In the meantime, she’s hit Garcia and Johnson from the right on criminal justice. “Chuy Garcia defunded the sheriff's police and adult probation when he was a county commissioner,” She told Semafor. “Brandon Johnson was fully invested in the defund movement.”
She’s also spent gobs attacking Garcia on the air over support he got from disgraced crypto mogul Sam Bankman-Fried, and his work with disgraced ex-state House speaker Mike Madigan. (Garcia denied having ever spoken to Bankman-Fried himself, and noted that he gave away his donation from the FTX founder, who is an investor in Semafor.)
If Lightfoot can make it past the primary, it’s hard to judge her chances in the general. The top-two system that put Lightfoot in office presents a few wildly divergent scenarios for the city, match-ups that would scramble donors and coalitions. A runoff between Lightfoot and Vallas would give the mayor a chance to polarize the race, portraying the FOP-backed challenger as a de facto MAGA candidate.
A similar strategy in Los Angeles helped new Mayor Karen Bass defeat ex-Republican developer Rick Caruso last year. But Bass was more popular there than Lightfoot is here, and Caruso really used to be a Republican, unlike Vallas. Facing either Garcia or Johnson, Lightfoot would run as a police reformer against leftists who’d make Chicago.
Money is also an issue for Lightfoot. Some donors who poured cash into the 2019 race have stayed away this year, and while she raised nearly $1.5 million in the last three months of 2022, she spent twice as much.

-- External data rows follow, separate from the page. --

//! Configuration for the syncbase facade.
//!
//! This module provides the [`Config`] struct consumed by
//! [`SyncBase::init`](crate::SyncBase::init). Configuration covers the
//! project key namespace plus the two optional subsystems: identity storage
//! ([`AuthConfig`]) and log-filter installation ([`LogConfig`]).
//!
//! # Example
//!
//! ```rust
//! use syncbase::{AuthConfig, Config, LogConfig};
//!
//! // Minimal configuration: just the project namespace
//! let config = Config::new("whiteboard");
//!
//! // Full configuration with builder pattern
//! let config = Config::new("whiteboard")
//!     .with_auth(AuthConfig::default())
//!     .with_log(LogConfig::new("syncbase=debug"));
//! ```

use serde::{Deserialize, Serialize};

/// Default session lifetime: 24 hours.
const DEFAULT_SESSION_TTL_SECS: i64 = 60 * 60 * 24;

/// Configuration for the syncbase facade.
///
/// Every key written by the library is namespaced under `project`, so
/// multiple applications can share one backend without colliding:
///
/// ```text
/// {project}:DB:{collection}:{id}         documents
/// {project}:DB:{collection}:{id}_set     set-document members
/// {project}:PUBSUB:{channel}             ad-hoc channels
/// {project}:AUTH:DB:{provider}{id}       identity records
/// {project}:AUTH:SESSION:{id}            sessions
/// ```
///
/// # Defaults
///
/// - `project`: required, no default
/// - `auth`: `None` (identity accessor unavailable)
/// - `log`: `None` (no subscriber installed; the host app owns logging)
#[derive(Debug, Clone, Serialize, Deserialize)]
pub struct Config {
    /// Key namespace shared by everything this facade writes.
    pub project: String,

    /// Identity storage configuration.
    ///
    /// When `None`, [`SyncBase::auth`](crate::SyncBase::auth) returns `None`
    /// and no boot-time purge of temporary accounts runs.
    pub auth: Option<AuthConfig>,

    /// Log filter configuration.
    ///
    /// When set, init installs a `tracing-subscriber` with the given
    /// env-filter directive. Leave `None` when the host application
    /// installs its own subscriber.
    pub log: Option<LogConfig>,
}

impl Config {
    /// Create a new configuration with the given project namespace
    #[must_use]
    pub fn new(project: impl Into<String>) -> Self {
        Self {
            project: project.into(),
            auth: None,
            log: None,
        }
    }

    /// Enable the identity subsystem
    #[must_use]
    pub fn with_auth(mut self, auth: AuthConfig) -> Self {
        self.auth = Some(auth);
        self
    }

    /// Install a log filter at init
    #[must_use]
    pub fn with_log(mut self, log: LogConfig) -> Self {
        self.log = Some(log);
        self
    }
}

/// Configuration for the identity subsystem.
#[derive(Debug, Clone, Serialize, Deserialize)]
pub struct AuthConfig {
    /// Lifetime applied to session records, in seconds.
    ///
    /// Default is 24 hours.
    pub session_ttl_secs: i64,
}

impl AuthConfig {
    /// Create an auth configuration with the given session lifetime
    #[must_use]
    pub const fn new(session_ttl_secs: i64) -> Self {
        Self { session_ttl_secs }
    }
}

impl Default for AuthConfig {
    fn default() -> Self {
        Self::new(DEFAULT_SESSION_TTL_SECS)
    }
}

/// Configuration for log-filter installation.
#[derive(Debug, Clone, Serialize, Deserialize)]
pub struct LogConfig {
    /// An env-filter directive, e.g. `"syncbase=debug"` or `"info"`.
    pub filter: String,
}

impl LogConfig {
    /// Create a log configuration with the given filter directive
    #[must_use]
    pub fn new(filter: impl Into<String>) -> Self {
        Self {
            filter: filter.into(),
        }
    }
}

#[cfg(test)]
mod tests {
    use super::*;

    #[test]
    fn test_config_minimal() {
        let config = Config::new("whiteboard");
        assert_eq!(config.project, "whiteboard");
        assert!(config.auth.is_none());
        assert!(config.log.is_none());
    }

    #[test]
    fn test_config_builder() {
        let config = Config::new("whiteboard")
            .with_auth(AuthConfig::new(600))
            .with_log(LogConfig::new("syncbase=trace"));

        assert_eq!(config.auth.unwrap().session_ttl_secs, 600);
        assert_eq!(config.log.unwrap().filter, "syncbase=trace");
    }

    #[test]
    fn test_auth_config_default() {
        let auth = AuthConfig::default();
        assert_eq!(auth.session_ttl_secs, 60 * 60 * 24);
    }
}
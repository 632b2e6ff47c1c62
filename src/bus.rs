//! Change-notification bus.
//!
//! A minimal named-channel publish/subscribe facility. The document layer
//! uses it internally to announce CREATE/UPDATE/DELETE after every
//! mutation, and the facade re-exposes it (as [`PubSub`], under the
//! project's `PUBSUB` key segment) for cross-cutting notifications that are
//! not tied to any document, such as presence and cursor broadcast in the
//! surrounding application.
//!
//! Every subscription duplicates the connection, because the backend cannot
//! block on messages and serve commands on the same connection. The
//! returned [`Subscription`] owns that duplicate; see [`crate::subscription`].

use std::sync::Arc;

use serde::de::DeserializeOwned;
use serde::{Deserialize, Serialize};
use tracing::warn;

use crate::connection::{Connection, ConnectionManager};
use crate::doc::Patch;
use crate::error::{Error, Result};
use crate::subscription::Subscription;

/// What a caller asked an update to change, alongside the document id.
///
/// Rides in UPDATE messages verbatim: it is the requested patch, not a
/// computed diff of what actually persisted.
#[derive(Debug, Clone, Serialize, Deserialize, PartialEq)]
pub struct DocUpdate {
    /// Id of the updated document.
    pub id: String,
    /// The requested field changes.
    pub updates: Patch,
}

/// A change notification, broadcast after every mutation.
///
/// Wire shape (JSON-serialized as the pub/sub payload body):
///
/// ```json
/// {"type": "CREATE" | "UPDATE" | "DELETE",
///  "col": "...",
///  "doc": [ ...full envelopes... ],
///  "updates": [{"id": "...", "updates": {...}}]}
/// ```
///
/// `doc` carries one-or-more full envelopes: the created/deleted documents,
/// or the post-update reads. A batch mutation produces exactly one message
/// whose `doc` array holds every item that succeeded; an empty array is a
/// legal no-event signal that subscribers must tolerate.
///
/// The type is generic over the envelope (`Document<T>` for ordinary
/// collections, [`SetDocument`](crate::set_doc::SetDocument) for set
/// documents).
#[derive(Debug, Clone, Serialize, Deserialize, PartialEq)]
#[serde(tag = "type")]
pub enum ChangeMessage<D> {
    /// One or more documents were created.
    #[serde(rename = "CREATE")]
    Create {
        /// Collection name.
        col: String,
        /// The created envelopes.
        doc: Vec<D>,
    },
    /// One or more documents were updated.
    #[serde(rename = "UPDATE")]
    Update {
        /// Collection name.
        col: String,
        /// The envelopes as re-read after the update.
        doc: Vec<D>,
        /// What was requested per document (independent of what persisted).
        updates: Vec<DocUpdate>,
    },
    /// One or more documents were deleted.
    #[serde(rename = "DELETE")]
    Delete {
        /// Collection name.
        col: String,
        /// Pre-deletion snapshots.
        doc: Vec<D>,
    },
}

impl<D> ChangeMessage<D> {
    /// The collection this change belongs to.
    #[must_use]
    pub fn col(&self) -> &str {
        match self {
            Self::Create { col, .. } | Self::Update { col, .. } | Self::Delete { col, .. } => col,
        }
    }

    /// Re-tag the message with a collection name.
    ///
    /// Subscribers know which collection they watch and stamp it on every
    /// incoming message rather than trusting the payload.
    pub fn set_col(&mut self, name: &str) {
        match self {
            Self::Create { col, .. } | Self::Update { col, .. } | Self::Delete { col, .. } => {
                name.clone_into(col);
            }
        }
    }

    /// The envelopes carried by this change.
    #[must_use]
    pub fn docs(&self) -> &[D] {
        match self {
            Self::Create { doc, .. } | Self::Update { doc, .. } | Self::Delete { doc, .. } => doc,
        }
    }

    /// Mutable access to the carried envelopes (used by filtered
    /// subscriptions to trim the array).
    pub fn docs_mut(&mut self) -> &mut Vec<D> {
        match self {
            Self::Create { doc, .. } | Self::Update { doc, .. } | Self::Delete { doc, .. } => doc,
        }
    }
}

/// Named-channel publish/subscribe over the connection manager.
#[derive(Clone)]
pub struct ChangeBus {
    manager: Arc<ConnectionManager>,
}

impl ChangeBus {
    pub(crate) fn new(manager: Arc<ConnectionManager>) -> Self {
        Self { manager }
    }

    /// Publish a JSON-serializable message on a channel.
    ///
    /// Returns the number of subscribers it reached.
    ///
    /// # Errors
    ///
    /// Serialization or backend failures.
    pub async fn publish<M: Serialize>(&self, channel: &str, message: &M) -> Result<usize> {
        let payload = serde_json::to_string(message)
            .map_err(|e| Error::backend(format!("failed to serialize message: {e}")))?;
        self.manager.connection().publish(channel, &payload).await
    }

    /// Publish and swallow failures.
    ///
    /// Mutations announce their change messages through here: a publish
    /// failure must not turn a persisted write into a failed one.
    pub(crate) async fn announce<M: Serialize>(&self, channel: &str, message: &M) {
        if let Err(e) = self.publish(channel, message).await {
            warn!(channel = %channel, error = %e, "failed to publish change message");
        }
    }

    /// Duplicate a connection and open a raw message stream on `pattern`.
    pub(crate) async fn open(
        &self,
        pattern: &str,
    ) -> Result<(Connection, crate::backend::MessageStream)> {
        let conn = self.manager.duplicate().await?;
        let stream = conn.subscribe(pattern).await?;
        Ok((conn, stream))
    }

    /// Subscribe to a channel (or trailing-`*` pattern), decoding each
    /// payload as `M` before invoking the callback.
    ///
    /// Payloads that fail to decode are logged and dropped.
    ///
    /// # Errors
    ///
    /// Fails when the duplicated connection cannot be established.
    pub async fn subscribe<M, F>(&self, pattern: &str, mut callback: F) -> Result<Subscription>
    where
        M: DeserializeOwned + Send + 'static,
        F: FnMut(M) + Send + 'static,
    {
        let (conn, mut stream) = self.open(pattern).await?;
        let task = tokio::spawn(async move {
            while let Some((channel, payload)) = stream.recv().await {
                match serde_json::from_str::<M>(&payload) {
                    Ok(message) => callback(message),
                    Err(e) => warn!(channel = %channel, error = %e, "discarding unparseable message"),
                }
            }
        });
        Ok(Subscription::new(conn, task))
    }
}

/// Ad-hoc channels under the project's `PUBSUB` key segment.
///
/// Obtained from [`SyncBase::pubsub`](crate::SyncBase::pubsub). Channel
/// names are namespaced automatically, so `presence` becomes
/// `{project}:PUBSUB:presence` on the wire.
pub struct PubSub {
    bus: ChangeBus,
    prefix: String,
}

impl PubSub {
    pub(crate) fn new(bus: ChangeBus, project: &str) -> Self {
        Self {
            bus,
            prefix: format!("{project}:{}:", crate::PUBSUB_SEGMENT),
        }
    }

    fn channel_key(&self, channel: &str) -> String {
        format!("{}{channel}", self.prefix)
    }

    /// Publish a message on an ad-hoc channel.
    ///
    /// # Errors
    ///
    /// Serialization or backend failures.
    pub async fn publish<M: Serialize>(&self, channel: &str, message: &M) -> Result<usize> {
        self.bus.publish(&self.channel_key(channel), message).await
    }

    /// Subscribe to an ad-hoc channel.
    ///
    /// # Errors
    ///
    /// Fails when the duplicated connection cannot be established.
    pub async fn subscribe<M, F>(&self, channel: &str, callback: F) -> Result<Subscription>
    where
        M: DeserializeOwned + Send + 'static,
        F: FnMut(M) + Send + 'static,
    {
        self.bus.subscribe(&self.channel_key(channel), callback).await
    }
}

#[cfg(test)]
mod tests {
    use super::*;
    use serde_json::json;

    #[test]
    fn test_wire_shape_create() {
        let message: ChangeMessage<serde_json::Value> = ChangeMessage::Create {
            col: "users".to_string(),
            doc: vec![json!({"id": "d1"})],
        };
        let wire = serde_json::to_value(&message).unwrap();
        assert_eq!(
            wire,
            json!({"type": "CREATE", "col": "users", "doc": [{"id": "d1"}]})
        );
    }

    #[test]
    fn test_wire_shape_update_roundtrip() {
        let message: ChangeMessage<serde_json::Value> = ChangeMessage::Update {
            col: "users".to_string(),
            doc: vec![json!({"id": "d1"})],
            updates: vec![DocUpdate {
                id: "d1".to_string(),
                updates: Patch::new().with("name", "alicia"),
            }],
        };
        let wire = serde_json::to_string(&message).unwrap();
        let back: ChangeMessage<serde_json::Value> = serde_json::from_str(&wire).unwrap();
        assert_eq!(back, message);
        assert!(wire.contains(r#""type":"UPDATE""#));
    }

    #[test]
    fn test_set_col_retags() {
        let mut message: ChangeMessage<serde_json::Value> = ChangeMessage::Delete {
            col: "bogus".to_string(),
            doc: vec![],
        };
        message.set_col("users");
        assert_eq!(message.col(), "users");
    }
}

Garcia matched her fundraising, but hoarded most of it; he filmed his first TV ad on Saturday.
Thomas Sanders, 67, said he was still considering a vote for the mayor, despite seeing little change in his South Side neighborhood since she took office.
“Maybe she’s learned,” said Sanders. “Now that she’s learned where everything is, maybe she’ll do better in a second term.”